PROBLEM REQUIREMENTS:
Which lines in the records below contain the word "SeqCst"? Report each of them.

EXCERPTED RECORDS:
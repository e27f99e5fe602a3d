//! Network reachability monitoring
//!
//! [`ConnectivityMonitor`] polls a [`ReachabilityProbe`] and publishes the
//! current state through a `watch` channel. Subscribers only wake on
//! transitions (online to offline or back), never while the state persists.
//!
//! ```rust,ignore
//! let monitor = ConnectivityMonitor::new(Arc::new(probe), Duration::from_secs(5));
//! let handle = monitor.spawn(cancel.child_token());
//! let mut changes = monitor.subscribe();
//! while changes.changed().await.is_ok() {
//!     let online = *changes.borrow_and_update();
//! }
//! ```

use std::sync::Arc;
use std::time::Duration;

use async_trait::async_trait;
use tokio::net::TcpStream;
use tokio::sync::watch;
use tokio::task::JoinHandle;
use tokio_util::sync::CancellationToken;
use tracing::{debug, info};
use url::Url;

/// Answers whether the remote side is currently reachable
#[async_trait]
pub trait ReachabilityProbe: Send + Sync {
    async fn is_reachable(&self) -> bool;
}

/// Reachable when a TCP connection to `host:port` succeeds in time
pub struct TcpProbe {
    address: String,
    timeout: Duration,
}

impl TcpProbe {
    pub fn new(address: impl Into<String>, timeout: Duration) -> Self {
        Self {
            address: address.into(),
            timeout,
        }
    }

    /// Probe the host of a service URL, defaulting the port from the scheme
    pub fn for_url(url: &str) -> Option<Self> {
        let url = Url::parse(url).ok()?;
        let host = url.host_str()?;
        let port = url.port_or_known_default()?;
        Some(Self::new(format!("{host}:{port}"), Duration::from_secs(3)))
    }

    pub fn address(&self) -> &str {
        &self.address
    }
}

#[async_trait]
impl ReachabilityProbe for TcpProbe {
    async fn is_reachable(&self) -> bool {
        matches!(
            tokio::time::timeout(self.timeout, TcpStream::connect(&self.address)).await,
            Ok(Ok(_))
        )
    }
}

/// Probe for local-only mode: never reachable
pub struct NeverReachable;

#[async_trait]
impl ReachabilityProbe for NeverReachable {
    async fn is_reachable(&self) -> bool {
        false
    }
}

struct Inner {
    probe: Arc<dyn ReachabilityProbe>,
    interval: Duration,
    state: watch::Sender<bool>,
}

/// Shared handle to the connectivity state
#[derive(Clone)]
pub struct ConnectivityMonitor {
    inner: Arc<Inner>,
}

impl ConnectivityMonitor {
    /// Create a monitor that starts out offline
    pub fn new(probe: Arc<dyn ReachabilityProbe>, interval: Duration) -> Self {
        let (state, _) = watch::channel(false);
        Self {
            inner: Arc::new(Inner {
                probe,
                interval,
                state,
            }),
        }
    }

    /// Monitor that is never online
    pub fn offline() -> Self {
        Self::new(Arc::new(NeverReachable), Duration::from_secs(60))
    }

    pub fn is_connected(&self) -> bool {
        *self.inner.state.borrow()
    }

    /// Receiver that wakes on each transition
    pub fn subscribe(&self) -> watch::Receiver<bool> {
        self.inner.state.subscribe()
    }

    /// Record a new state; returns true if it changed
    pub fn set_connected(&self, connected: bool) -> bool {
        let changed = self.inner.state.send_if_modified(|current| {
            if *current == connected {
                return false;
            }
            *current = connected;
            true
        });

        if changed {
            if connected {
                info!("Connectivity restored");
            } else {
                info!("Connectivity lost");
            }
        }
        changed
    }

    /// Probe once and record the result
    pub async fn check_now(&self) -> bool {
        let reachable = self.inner.probe.is_reachable().await;
        self.set_connected(reachable);
        reachable
    }

    /// Poll the probe until `cancel` fires
    pub fn spawn(&self, cancel: CancellationToken) -> JoinHandle<()> {
        let monitor = self.clone();
        tokio::spawn(async move {
            debug!(interval = ?monitor.inner.interval, "Connectivity monitor started");
            loop {
                monitor.check_now().await;
                tokio::select! {
                    _ = cancel.cancelled() => break,
                    _ = tokio::time::sleep(monitor.inner.interval) => {}
                }
            }
            debug!("Connectivity monitor stopped");
        })
    }
}

#[cfg(test)]
mod tests {
    use super::*;
    use std::sync::atomic::{AtomicBool, Ordering};

    struct Toggle(AtomicBool);

    #[async_trait]
    impl ReachabilityProbe for Toggle {
        async fn is_reachable(&self) -> bool {
            self.0.load(Ordering::SeqCst)
        }
    }

    #[test]
    fn test_transitions_only() {
        let monitor = ConnectivityMonitor::offline();
        assert!(!monitor.is_connected());

        assert!(!monitor.set_connected(false));
        assert!(monitor.set_connected(true));
        assert!(!monitor.set_connected(true));
        assert!(monitor.is_connected());
    }

    #[tokio::test]
    async fn test_subscribers_wake_on_change() {
        let monitor = ConnectivityMonitor::offline();
        let mut rx = monitor.subscribe();

        monitor.set_connected(false);
        assert!(!rx.has_changed().unwrap());

        monitor.set_connected(true);
        rx.changed().await.unwrap();
        assert!(*rx.borrow_and_update());
    }

    #[tokio::test]
    async fn test_polling_follows_probe() {
        let probe = Arc::new(Toggle(AtomicBool::new(true)));
        let monitor = ConnectivityMonitor::new(probe.clone(), Duration::from_millis(10));
        let mut rx = monitor.subscribe();
        let cancel = CancellationToken::new();
        let handle = monitor.spawn(cancel.clone());

        tokio::time::timeout(Duration::from_secs(2), rx.changed())
            .await
            .unwrap()
            .unwrap();
        assert!(*rx.borrow_and_update());

        probe.0.store(false, Ordering::SeqCst);
        tokio::time::timeout(Duration::from_secs(2), rx.changed())
            .await
            .unwrap()
            .unwrap();
        assert!(!*rx.borrow_and_update());

        cancel.cancel();
        handle.await.unwrap();
    }

    #[tokio::test]
    async fn test_tcp_probe() {
        let listener = tokio::net::TcpListener::bind("127.0.0.1:0").await.unwrap();
        let address = listener.local_addr().unwrap().to_string();

        let probe = TcpProbe::new(address, Duration::from_secs(1));
        assert!(probe.is_reachable().await);

        drop(listener);
        let closed = TcpProbe::new(probe.address().to_string(), Duration::from_secs(1));
        assert!(!closed.is_reachable().await);
    }

    #[test]
    fn test_probe_for_url() {
        let probe = TcpProbe::for_url("https://api.example.com/v1").unwrap();
        assert_eq!(probe.address(), "api.example.com:443");
        assert!(TcpProbe::for_url("not a url").is_none());
    }
}
#[cfg(test)]
mod tests {
    use super::*;
    use chrono::Duration;

    #[test]
    fn test_task_defaults() {
        let task = Task::new("Write report");
        assert!(!task.id.is_empty());
        assert_eq!(task.title, "Write report");
        assert_eq!(task.status, TaskStatus::New);
        assert_eq!(task.priority, TaskPriority::Medium);
        assert!(task.user_id.is_none());
        assert!(!task.needs_synchronization);
        assert!(task.reminders.any_enabled());
    }

    #[test]
    fn test_timestamps_are_millisecond_precision() {
        let task = Task::new("t");
        assert_eq!(task.created_at.timestamp_subsec_nanos() % 1_000_000, 0);
    }

    #[test]
    fn test_set_completed_round_trip() {
        let mut task = Task::new("t");
        task.set_completed(true);
        assert!(task.is_completed());
        assert!(task.completed_at.is_some());

        task.set_completed(false);
        assert_eq!(task.status, TaskStatus::InProgress);
        assert!(task.completed_at.is_none());

        // Reopening a task that was never completed leaves it alone
        let mut fresh = Task::new("t");
        fresh.set_completed(false);
        assert_eq!(fresh.status, TaskStatus::New);
    }

    #[test]
    fn test_overdue() {
        let now = Utc::now();
        let late = Task::new("late").due(now - Duration::hours(1));
        let upcoming = Task::new("upcoming").due(now + Duration::hours(1));
        let mut done = Task::new("done").due(now - Duration::hours(1));
        done.set_completed(true);

        assert!(late.is_overdue(now));
        assert!(!upcoming.is_overdue(now));
        assert!(!done.is_overdue(now));
        assert!(!Task::new("undated").is_overdue(now));
    }

    #[test]
    fn test_enum_string_codec() {
        for status in TaskStatus::ALL {
            assert_eq!(status.as_str().parse::<TaskStatus>().unwrap(), *status);
        }
        assert_eq!("Critical".parse::<TaskPriority>(), Ok(TaskPriority::Critical));

        let err = "Urgent".parse::<TaskPriority>().unwrap_err();
        assert_eq!(err.kind, "TaskPriority");
        assert!(err.to_string().contains("Urgent"));
    }

    #[test]
    fn test_notification_categories() {
        let n = Notification::new("due soon", NotificationType::Warning)
            .with_category(NotificationCategory::TaskReminder);
        assert!(n.is_task());
        assert!(!n.is_project());
        assert_eq!(n.created_at(), n.timestamp);
    }

    #[test]
    fn test_is_owned() {
        let mut project = Project::new("Home");
        assert!(!project.is_owned());
        project.user_id = Some(String::new());
        assert!(!project.is_owned());
        project.user_id = Some("u1".into());
        assert!(project.is_owned());
        assert_eq!(project.color.as_deref(), Some(DEFAULT_PROJECT_COLOR));
    }
}
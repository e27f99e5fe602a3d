//! Interactive prompts

use std::io::{self, IsTerminal, Write};

use anyhow::Result;

/// Ask for a yes/no confirmation
///
/// Returns false when stdin is not a terminal.
pub fn confirm(prompt: &str) -> Result<bool> {
    if !io::stdin().is_terminal() {
        return Ok(false);
    }

    print!("{} [y/N] ", prompt);
    io::stdout().flush()?;

    let mut input = String::new();
    io::stdin().read_line(&mut input)?;

    Ok(is_yes(&input))
}

fn is_yes(input: &str) -> bool {
    let input = input.trim().to_lowercase();
    input == "y" || input == "yes"
}
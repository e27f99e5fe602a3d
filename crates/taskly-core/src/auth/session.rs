//! Authentication state
//!
//! [`AuthSession`] answers "is a user signed in, and who" for the sync
//! coordinators. While offline the persisted signed-in flag is trusted so the
//! app keeps working; while online the token is verified with the provider
//! and a rejected token signs the user out locally.

use std::sync::{Arc, Mutex, MutexGuard};
use std::time::Duration;

use async_trait::async_trait;
use tokio::sync::broadcast;
use tracing::{debug, info, warn};

use super::credentials::CredentialStore;
use super::gate::AuthGate;
use super::provider::{AuthError, TokenProvider};
use crate::connectivity::ConnectivityMonitor;

/// Session lifecycle events
#[derive(Debug, Clone, PartialEq, Eq)]
pub enum AuthEvent {
    LoggedIn { user_id: String },
    /// Any logout, voluntary or not
    LoggedOut { user_id: Option<String> },
    /// Another device took over the session
    ForcedLogoutDetected { user_id: Option<String> },
}

/// What the coordinators need to know about authentication
#[async_trait]
pub trait AuthState: Send + Sync {
    async fn is_authenticated(&self) -> bool;

    fn current_user_id(&self) -> Option<String>;

    /// User of the most recent session, kept after logout for offline viewing
    fn last_known_user_id(&self) -> Option<String>;

    fn subscribe(&self) -> broadcast::Receiver<AuthEvent>;
}

/// Called with the user id after the provider rejected a stored session
pub type RejectionHook = Arc<dyn Fn(&str) + Send + Sync>;

pub struct AuthSession {
    credentials: Mutex<CredentialStore>,
    provider: Arc<dyn TokenProvider>,
    connectivity: ConnectivityMonitor,
    gate: AuthGate,
    events: broadcast::Sender<AuthEvent>,
    on_rejected: Mutex<Option<RejectionHook>>,
}

impl AuthSession {
    pub fn new(
        credentials: CredentialStore,
        provider: Arc<dyn TokenProvider>,
        connectivity: ConnectivityMonitor,
        gate_timeout: Duration,
    ) -> Self {
        let (events, _) = broadcast::channel(64);
        Self {
            credentials: Mutex::new(credentials),
            provider,
            connectivity,
            gate: AuthGate::new(gate_timeout),
            events,
            on_rejected: Mutex::new(None),
        }
    }

    /// Run `hook` whenever an online verification rejects the stored session,
    /// after local credentials are cleared and before `LoggedOut` is emitted
    pub fn on_session_rejected(&self, hook: RejectionHook) {
        *self.on_rejected.lock().unwrap_or_else(|e| e.into_inner()) = Some(hook);
    }

    fn creds(&self) -> MutexGuard<'_, CredentialStore> {
        self.credentials.lock().unwrap_or_else(|e| e.into_inner())
    }

    /// Persisted signed-in flag, without verification
    pub fn is_signed_in(&self) -> bool {
        self.creds().credentials().logged_in
    }

    pub fn id_token(&self) -> Option<String> {
        self.creds().credentials().id_token.clone()
    }

    pub fn connectivity(&self) -> &ConnectivityMonitor {
        &self.connectivity
    }

    pub fn emit(&self, event: AuthEvent) {
        debug!(?event, "Auth event");
        let _ = self.events.send(event);
    }

    /// Store a new session
    ///
    /// Online, the token is verified first and a rejected token fails the
    /// sign-in. An unreachable provider does not block it.
    pub async fn sign_in(
        &self,
        user_id: &str,
        id_token: String,
        refresh_token: Option<String>,
    ) -> Result<(), AuthError> {
        let _gate = self.gate.acquire().await;

        if self.connectivity.is_connected() {
            match self.provider.verify(user_id, &id_token).await {
                Ok(true) => {}
                Ok(false) => return Err(AuthError::TokenRejected(user_id.to_string())),
                Err(e) => warn!(user_id, error = %e, "Could not verify token, accepting sign-in"),
            }
        }

        let mut creds = self.creds();
        creds.sign_in(user_id, id_token, refresh_token);
        creds.save()?;
        info!(user_id, "Signed in");
        Ok(())
    }

    /// End the session: revoke tokens when online, clear local flags
    ///
    /// Returns the user that was signed in.
    pub async fn sign_out(&self) -> Option<String> {
        let user_id = {
            let _gate = self.gate.acquire().await;
            let user_id = self.current_user_id();

            if let Some(user) = user_id.as_deref() {
                if self.connectivity.is_connected() {
                    if let Err(e) = self.provider.revoke(user).await {
                        warn!(user_id = user, error = %e, "Token revocation failed");
                    }
                }
            }

            self.clear_local();
            user_id
        };

        info!(user_id = ?user_id, "Signed out");
        self.emit(AuthEvent::LoggedOut {
            user_id: user_id.clone(),
        });
        user_id
    }

    /// Issue a fresh id token and persist it
    pub async fn refresh_token(&self) -> Result<String, AuthError> {
        let (user_id, refresh) = {
            let creds = self.creds();
            let c = creds.credentials();
            match (c.logged_in, c.user_id.clone()) {
                (true, Some(user)) => (user, c.refresh_token.clone()),
                _ => return Err(AuthError::NotAuthenticated),
            }
        };

        let token = self.provider.refresh(&user_id, refresh.as_deref()).await?;

        let mut creds = self.creds();
        creds.set_id_token(token.clone());
        creds.save()?;
        debug!(user_id, "Token refreshed");
        Ok(token)
    }

    fn clear_local(&self) {
        let mut creds = self.creds();
        creds.clear_session();
        if let Err(e) = creds.save() {
            warn!(error = %e, "Failed to persist cleared credentials");
        }
    }
}

#[async_trait]
impl AuthState for AuthSession {
    async fn is_authenticated(&self) -> bool {
        let _gate = self.gate.acquire().await;

        let (user_id, token) = {
            let creds = self.creds();
            let c = creds.credentials();
            match (c.logged_in, c.user_id.clone()) {
                (true, Some(user)) => (user, c.id_token.clone().unwrap_or_default()),
                _ => return false,
            }
        };

        // Offline: keep the persisted session so offline access continues
        if !self.connectivity.is_connected() {
            return true;
        }

        match self.provider.verify(&user_id, &token).await {
            Ok(true) => true,
            Ok(false) => {
                warn!(user_id, "Session rejected by provider, signing out locally");
                self.clear_local();
                let hook = self
                    .on_rejected
                    .lock()
                    .unwrap_or_else(|e| e.into_inner())
                    .clone();
                if let Some(hook) = hook {
                    hook(&user_id);
                }
                self.emit(AuthEvent::LoggedOut {
                    user_id: Some(user_id),
                });
                false
            }
            Err(e) => {
                debug!(user_id, error = %e, "Provider unreachable, trusting stored session");
                true
            }
        }
    }

    fn current_user_id(&self) -> Option<String> {
        let creds = self.creds();
        let c = creds.credentials();
        if c.logged_in {
            c.user_id.clone()
        } else {
            None
        }
    }

    fn last_known_user_id(&self) -> Option<String> {
        let creds = self.creds();
        let c = creds.credentials();
        c.user_id.clone().or_else(|| c.last_user_id.clone())
    }

    fn subscribe(&self) -> broadcast::Receiver<AuthEvent> {
        self.events.subscribe()
    }
}
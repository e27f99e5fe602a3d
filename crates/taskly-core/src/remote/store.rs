//! Remote document store contract
//!
//! A backend stores JSON documents by path, answers equality queries on a
//! collection, commits bounded write batches, and pushes realtime snapshots
//! of a query to subscribers.

use async_trait::async_trait;
use tokio::sync::mpsc;
use tokio_util::sync::CancellationToken;

use super::document::{CollectionPath, Document, DocumentPath, FieldFilter, RemoteDocument};
use super::error::{RemoteError, RemoteResult};

/// Maximum writes per committed batch
pub const BATCH_LIMIT: usize = 450;

/// One write inside a batch
#[derive(Debug, Clone, PartialEq)]
pub enum BatchWrite {
    Set(DocumentPath, Document),
    Delete(DocumentPath),
}

/// A group of writes committed atomically
#[derive(Debug, Clone, Default, PartialEq)]
pub struct WriteBatch {
    writes: Vec<BatchWrite>,
}

impl WriteBatch {
    pub fn new() -> Self {
        Self::default()
    }

    pub fn set(&mut self, path: DocumentPath, doc: Document) -> &mut Self {
        self.writes.push(BatchWrite::Set(path, doc));
        self
    }

    pub fn delete(&mut self, path: DocumentPath) -> &mut Self {
        self.writes.push(BatchWrite::Delete(path));
        self
    }

    pub fn len(&self) -> usize {
        self.writes.len()
    }

    pub fn is_empty(&self) -> bool {
        self.writes.is_empty()
    }

    pub fn writes(&self) -> &[BatchWrite] {
        &self.writes
    }

    pub fn into_writes(self) -> Vec<BatchWrite> {
        self.writes
    }

    /// Reject batches over the provider limit before sending
    pub fn check_limit(&self) -> RemoteResult<()> {
        if self.writes.len() > BATCH_LIMIT {
            return Err(RemoteError::BatchTooLarge {
                size: self.writes.len(),
                limit: BATCH_LIMIT,
            });
        }
        Ok(())
    }
}

/// Live query subscription
///
/// Each item is the full result set of the query after a change. Dropping
/// the subscription stops the underlying watch.
pub struct Subscription {
    rx: mpsc::UnboundedReceiver<Vec<RemoteDocument>>,
    cancel: CancellationToken,
}

impl Subscription {
    pub fn new(rx: mpsc::UnboundedReceiver<Vec<RemoteDocument>>, cancel: CancellationToken) -> Self {
        Self { rx, cancel }
    }

    /// Next snapshot; `None` once the watch has ended
    pub async fn next(&mut self) -> Option<Vec<RemoteDocument>> {
        self.rx.recv().await
    }
}

impl Drop for Subscription {
    fn drop(&mut self) {
        self.cancel.cancel();
    }
}

/// Backend for the remote document store
#[async_trait]
pub trait DocumentStore: Send + Sync {
    /// Create or overwrite a document
    async fn set(&self, path: &DocumentPath, doc: Document) -> RemoteResult<()>;

    /// Merge fields into an existing document; `NotFound` if it is missing
    async fn update(&self, path: &DocumentPath, fields: Document) -> RemoteResult<()>;

    async fn get(&self, path: &DocumentPath) -> RemoteResult<Option<Document>>;

    /// Documents directly inside `collection`, optionally filtered
    async fn query(
        &self,
        collection: &CollectionPath,
        filter: Option<&FieldFilter>,
    ) -> RemoteResult<Vec<RemoteDocument>>;

    /// Delete a document; deleting a missing document succeeds
    async fn delete(&self, path: &DocumentPath) -> RemoteResult<()>;

    /// Commit up to `BATCH_LIMIT` writes atomically
    async fn commit(&self, batch: WriteBatch) -> RemoteResult<()>;

    /// Subscribe to the result set of a query
    ///
    /// The current result set is delivered first, then one snapshot per change.
    async fn listen(
        &self,
        collection: &CollectionPath,
        filter: Option<FieldFilter>,
    ) -> RemoteResult<Subscription>;
}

WRITTEN SOLUTION:
            self.0.load(Ordering::SeqCst)
        probe.0.store(false, Ordering::SeqCst);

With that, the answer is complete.